WHAT THE EXERCISE ASKS> Scan the records for the string "Duration". State how many lines contain it and add nothing.

(DATA RECORDS Opens)

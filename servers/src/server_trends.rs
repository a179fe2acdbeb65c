use anyhow::{Context, Result};
use lib_trends::configs::load_secrets;
use lib_trends::core::{Hub, Notifier, Scheduler, Store};
use lib_trends::ingestors::{GitHubTrendSource, TrendSource};
use lib_trends::mailers::{EmailTransport, HttpMailConfig, HttpMailTransport, LogTransport};
use lib_trends::subscribers::SubscriberStore;
use std::sync::Arc;
use std::time::Duration;
use tokio::signal;
use tokio_util::sync::CancellationToken;
use tracing::{info, warn};

mod trends_logic;
use trends_logic::{config, downstream, logger, state};

/// Per-request timeout of the mail API client.
const MAIL_REQUEST_TIMEOUT: Duration = Duration::from_secs(30);

#[tokio::main]
async fn main() -> Result<()> {
    dotenvy::dotenv().ok();

    let settings = config::load_config()?;
    let _log_guard = logger::setup_logging(&settings.log_dir, &settings.log_level)?;

    let secrets = load_secrets(settings.secrets_path.as_deref()).context("failed to load secrets")?;
    info!(component = "main", secrets = ?secrets, "secrets loaded");

    let store = Arc::new(Store::new());
    let hub = Arc::new(Hub::new(settings.hub));
    let subscribers = Arc::new(SubscriberStore::new());

    let transport: Arc<dyn EmailTransport> = match secrets.mail.clone() {
        Some(mail) => Arc::new(
            HttpMailTransport::new(HttpMailConfig {
                api_url: mail.api_url,
                api_key: mail.api_key,
                from: mail.from,
                request_timeout: MAIL_REQUEST_TIMEOUT,
            })
            .context("failed to build the mail client")?,
        ),
        None => {
            warn!(component = "main", "no mail credentials configured, digests are only logged");
            Arc::new(LogTransport)
        }
    };
    let notifier = Arc::new(Notifier::new(
        Arc::clone(&store),
        subscribers.clone(),
        transport,
        settings.notifier,
    ));

    let source: Arc<dyn TrendSource> = Arc::new(
        GitHubTrendSource::new(settings.github.clone(), secrets.github_token.clone())
            .context("failed to build the GitHub client")?,
    );
    let scheduler = Scheduler::new(source, Arc::clone(&store), Arc::clone(&hub), settings.scheduler);

    let app_state = state::AppState::new(
        Arc::clone(&store),
        Arc::clone(&hub),
        Arc::clone(&subscribers),
        settings.static_dir.clone(),
    )
    .with_notifier(Arc::clone(&notifier));

    // Bind before spawning anything so a taken port fails the process.
    let listener = downstream::bind(settings.port).await?;

    let shutdown = CancellationToken::new();
    let scheduler_handle = tokio::spawn(scheduler.run(shutdown.child_token()));
    let notifier_handle = tokio::spawn(Arc::clone(&notifier).run(shutdown.child_token()));
    let downstream_handle = tokio::spawn(downstream::run(listener, app_state, shutdown.child_token()));

    wait_for_signal().await;
    shutdown.cancel();

    let (scheduler_done, notifier_done) = tokio::join!(scheduler_handle, notifier_handle);
    if let Err(e) = scheduler_done {
        warn!(component = "main", error = %e, "scheduler task failed");
    }
    if let Err(e) = notifier_done {
        warn!(component = "main", error = %e, "notifier task failed");
    }

    let stragglers = hub.shutdown(settings.shutdown_grace).await;
    if stragglers > 0 {
        warn!(component = "main", stragglers, "clients force-closed after the grace period");
    }

    match downstream_handle.await {
        Ok(Err(e)) => warn!(component = "main", error = %e, "http server stopped with an error"),
        Err(e) => warn!(component = "main", error = %e, "http server task failed"),
        Ok(Ok(())) => {}
    }

    info!(component = "main", "shutdown complete");
    Ok(())
}

async fn wait_for_signal() {
    let ctrl_c = async {
        if let Err(e) = signal::ctrl_c().await {
            warn!(component = "main", error = %e, "failed to listen for Ctrl-C");
            std::future::pending::<()>().await;
        }
        info!(component = "main", "Ctrl-C received, initiating shutdown");
    };

    #[cfg(unix)]
    let terminate = async {
        match signal::unix::signal(signal::unix::SignalKind::terminate()) {
            Ok(mut term_signal) => {
                term_signal.recv().await;
                info!(component = "main", "SIGTERM received, initiating shutdown");
            }
            Err(e) => {
                warn!(component = "main", error = %e, "failed to listen for SIGTERM");
                std::future::pending::<()>().await;
            }
        }
    };

    #[cfg(not(unix))]
    let terminate = std::future::pending::<()>();

    tokio::select! {
        _ = ctrl_c => {}
        _ = terminate => {}
    }
}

(DATA RECORDS Closes)

WRITTEN ANSWER> 2